Here comes everybody
By Hajrah Mumtaz
The rise in recent years of internet media, and the subsequent ease with which the average citizen can publish news and views, has become quite controversial in journalistic circles. One side argues that this is not ‘true’ journalism: that the barrage of information means that the significant is drowned by the pedestrian, that there is no way of independently substantiating ‘news’ that you find on the internet, and that journalism is a specialised field that requires special skills.
The other side argues that these, precisely, are the very characteristics that make the so-called citizens’ journalism so important: it comprises the news and views of the people on the ground, the ones who see things as they are happening and as the end-users of journalism. The field of journalism, this side maintains, has become far too dependent on the process of earning revenue, so that journalistic integrity often ends up being sacrificed to marketing concerns. Further, formal journalism requires a process of filtration, which is inevitable in any news organisation but which means that news is dealt with as a commodity. Citizen journalists, according to this view, are more likely to present unbiased reporting because they have no axe to grind, no spin to sell, and no money to make.
Certain parts of both sides of the argument are logical, and as in all such matters, there is no right and wrong. The fact is that the internet is a reality, and people will — whether we like it not — continue to put up their views. This cannot be judged as a good thing or a bad thing — it just is.

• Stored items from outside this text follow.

//! Wire format for board sockets.
//!
//! Inbound frames are `{"type": ..., "payload": {...}}` text frames. Outbound
//! events always carry `type`, `payload` and an RFC 3339 `timestamp`.

use axum::extract::ws::Utf8Bytes;
use chrono::{DateTime, Utc};
use serde::{Deserialize, Serialize};
use serde_json::{json, Map, Value};
use thiserror::Error;

use crate::connection_manager::BoardSnapshot;

/// Close code sent when the token collaborator rejects the client
pub const CLOSE_AUTH_FAILED: u16 = 4001;
/// Close code sent when admission control rejects the client
pub const CLOSE_POLICY_VIOLATION: u16 = 1008;
/// Close code sent when the server is going away
pub const CLOSE_GOING_AWAY: u16 = 1001;

/// Frames accepted from clients
#[derive(Debug, Clone, PartialEq)]
pub enum InboundMessage {
    /// Free-form position/selection payload
    CursorMove(Value),
    /// Liveness only
    Ping,
}

impl InboundMessage {
    pub fn kind(&self) -> &'static str {
        match self {
            Self::CursorMove(_) => "cursor_move",
            Self::Ping => "ping",
        }
    }
}

/// Why an inbound frame was rejected
#[derive(Debug, Clone, PartialEq, Eq, Error)]
pub enum InvalidMessage {
    #[error("Invalid message format: {0}")]
    Malformed(String),

    #[error("Invalid message format: missing type")]
    MissingType,

    #[error("Unsupported message type: {0}")]
    UnsupportedType(String),

    #[error("Invalid payload for {0}: expected an object")]
    InvalidPayload(String),

    #[error("Binary messages are not supported")]
    Binary,
}

impl InvalidMessage {
    pub fn code(&self) -> &'static str {
        match self {
            Self::Malformed(_) | Self::MissingType | Self::InvalidPayload(_) => "INVALID_MESSAGE",
            Self::UnsupportedType(_) => "UNSUPPORTED_TYPE",
            Self::Binary => "UNSUPPORTED_FORMAT",
        }
    }
}

/// Parse and classify one text frame.
///
/// A missing `payload` is treated as an empty object. Unknown `type` values
/// are rejected rather than dropped, so clients learn about typos.
pub fn parse(raw: &str) -> Result<InboundMessage, InvalidMessage> {
    let value: Value =
        serde_json::from_str(raw).map_err(|e| InvalidMessage::Malformed(e.to_string()))?;

    let Value::Object(mut frame) = value else {
        return Err(InvalidMessage::Malformed("expected a JSON object".to_string()));
    };

    let kind = match frame.remove("type") {
        Some(Value::String(kind)) => kind,
        Some(_) => return Err(InvalidMessage::Malformed("type must be a string".to_string())),
        None => return Err(InvalidMessage::MissingType),
    };

    let payload = match frame.remove("payload") {
        None => Map::new(),
        Some(Value::Object(payload)) => payload,
        Some(_) => return Err(InvalidMessage::InvalidPayload(kind)),
    };

    match kind.as_str() {
        "cursor_move" => Ok(InboundMessage::CursorMove(Value::Object(payload))),
        "ping" => Ok(InboundMessage::Ping),
        _ => Err(InvalidMessage::UnsupportedType(kind)),
    }
}

/// Outbound event types
#[derive(Debug, Clone, Copy, PartialEq, Eq, Hash, Serialize, Deserialize)]
#[serde(rename_all = "snake_case")]
pub enum EventType {
    TaskCreated,
    TaskUpdated,
    TaskDeleted,
    TaskMoved,
    UserJoined,
    UserLeft,
    CursorMove,
    ConnectionEstablished,
    Error,
}

impl EventType {
    pub fn as_str(&self) -> &'static str {
        match self {
            Self::TaskCreated => "task_created",
            Self::TaskUpdated => "task_updated",
            Self::TaskDeleted => "task_deleted",
            Self::TaskMoved => "task_moved",
            Self::UserJoined => "user_joined",
            Self::UserLeft => "user_left",
            Self::CursorMove => "cursor_move",
            Self::ConnectionEstablished => "connection_established",
            Self::Error => "error",
        }
    }
}

/// Event sent from server to client
#[derive(Debug, Clone, PartialEq, Serialize, Deserialize)]
pub struct ServerEvent {
    #[serde(rename = "type")]
    pub event_type: EventType,
    pub payload: Value,
    pub timestamp: DateTime<Utc>,
}

impl ServerEvent {
    pub fn new(event_type: EventType, payload: Value) -> Self {
        Self {
            event_type,
            payload,
            timestamp: Utc::now(),
        }
    }

    pub fn connection_established(snapshot: &BoardSnapshot) -> Self {
        Self::new(
            EventType::ConnectionEstablished,
            json!({
                "active_users": snapshot.active_users,
                "cursors": snapshot.cursors,
            }),
        )
    }

    pub fn user_joined(user_id: &str, active_users: &[String]) -> Self {
        Self::new(
            EventType::UserJoined,
            json!({ "user_id": user_id, "active_users": active_users }),
        )
    }

    pub fn user_left(user_id: &str, active_users: &[String]) -> Self {
        Self::new(
            EventType::UserLeft,
            json!({ "user_id": user_id, "active_users": active_users }),
        )
    }

    pub fn cursor_move(user_id: &str, cursor: Value) -> Self {
        Self::new(
            EventType::CursorMove,
            json!({ "user_id": user_id, "cursor": cursor }),
        )
    }

    pub fn error(code: impl Into<String>, message: impl Into<String>) -> Self {
        Self::new(
            EventType::Error,
            json!({ "code": code.into(), "message": message.into() }),
        )
    }

    pub fn invalid_message(err: &InvalidMessage) -> Self {
        Self::error(err.code(), err.to_string())
    }
}

/// Message queued for a connection's writer task
#[derive(Debug, Clone)]
pub enum OutboundMessage {
    /// Event serialized by the writer
    Event(ServerEvent),
    /// Event serialized once for a whole fan-out
    Preserialized(Utf8Bytes),
    /// Transport-level ping
    Ping,
    /// Close the socket with a code and reason, then stop writing
    Close { code: u16, reason: String },
}

impl OutboundMessage {
    pub fn close(code: u16, reason: impl Into<String>) -> Self {
        Self::Close {
            code,
            reason: reason.into(),
        }
    }

    /// Text frame body for event variants, consuming the message.
    ///
    /// A preserialized body is handed over as is; clones of it share one buffer.
    pub fn into_text(self) -> Option<Result<Utf8Bytes, serde_json::Error>> {
        match self {
            Self::Event(event) => Some(serde_json::to_string(&event).map(Utf8Bytes::from)),
            Self::Preserialized(text) => Some(Ok(text)),
            Self::Ping | Self::Close { .. } => None,
        }
    }

    /// Text body for event variants
    pub fn to_json(&self) -> Option<Result<String, serde_json::Error>> {
        match self {
            Self::Event(event) => Some(serde_json::to_string(event)),
            Self::Preserialized(text) => Some(Ok(text.as_str().to_owned())),
            Self::Ping | Self::Close { .. } => None,
        }
    }
}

Here in Pakistan, two newsworthy stories of recent times appeared first on the internet. First, there was the so-called Â‘flogging video’ showing a girl being whipped by bearded men that one assumed were the Taliban. Subsequently picked up by television channels and the newspapers, the video played an important part in swinging the tide of public opinion against the Taliban-led militants and in favour of army action against them. If one goes through the newspapers from those weeks, one sees that until then the debate revolved around the “but all they want is Shariah” lines. The video, uploaded by an anonymous source and of indeterminate veracity, created a furore that eventually resulted in the public recognition of and anger against the brutality of the Taliban.
A second story that surfaced last fall through the internet was a video that appeared to show soldiers of the Pakistan army beating some men who seemed to have been detained for interrogation. Again, it was impossible to ascertain the veracity of this video. What it did, however, was bring into sharp prominence allegations that some human rights groups had been levelling against the army for some time (and continue to do so): that it is perpetrating human rights abuses against suspects and detainees in areas where anti-militant operations are under way. The army promised an inquiry into the brutality apparently depicted in the video, but beyond that, the story dropped out of the headlines. Nevertheless, these two cases illustrate both the power of internet-facilitated citizens’ journalism, and the inherent danger.
To argue purely theoretically, consider the fact that both these videos could have been faked if someone was willing to go to enough trouble. Veiled women, bearded men and uniforms of the Pakistan army are not that hard to come by. And neither is it theoretically difficult to stage either scene and then upload it, posing as the truth. As for why, well, a truly lateral mind could have thought like this: we need to turn public opinion against the Taliban, and we need something shocking enough to have every average Joe in the street rise up in a shared anger over it — and so came up with the flogging scene. And a similar twisty mind could have dreamt up a relatively simple method of either discrediting the army, or of highlighting a potential abuse problem so that it could then be addressed.
Both these scenarios are, of course, extremely unlikely; yet they nevertheless serve for the purposes of a theoretical argument. The point is this: both these videos were posted anonymously, with no indicators as to the time or place of the incidents, or the identity of the people depicted. In other words, there was no possibility of assigning responsibility — not of the events shown, but of the fact of them entering the news media. Here is where citizens’ journalism becomes somewhat dangerous. These same videos could have been sent — even anonymously — to a newspaper or a television channel. In that case, though, while the reporter may have decided to protect his source, he would nevertheless have had an idea or made an attempt to find out who was involved and where it happened. The story would have been published under a particular journalist’s name, who would then have been implicitly responsible for the contents of his story. Having a name to a news story, you see, is quite important. The “here comes everybody” sort of journalism, on the other hand, does not allow for such defined assignation of responsibility. Citizens’ ‘journalism’ can boast of many things, one of them being an important alerting system for a breaking story. What it cannot boast of, however, is the process of distillation that defines true journalism: choices of material, be they word or image, made with the purpose of presenting the truest, fairest and most succinct picture of any event or situation. To be a journalist, as New York Times’ columnist Roger Cohen once wrote, is to bear witness.
Citizens’ journalism has its uses, but it can be dangerous because of its nebulous nature. Formal journalism has the advantage of authenticated sources, owning to responsibility and performing a duty. Precisely because journalists are paid to do what they do, they generally make every attempt to do it as well as possible.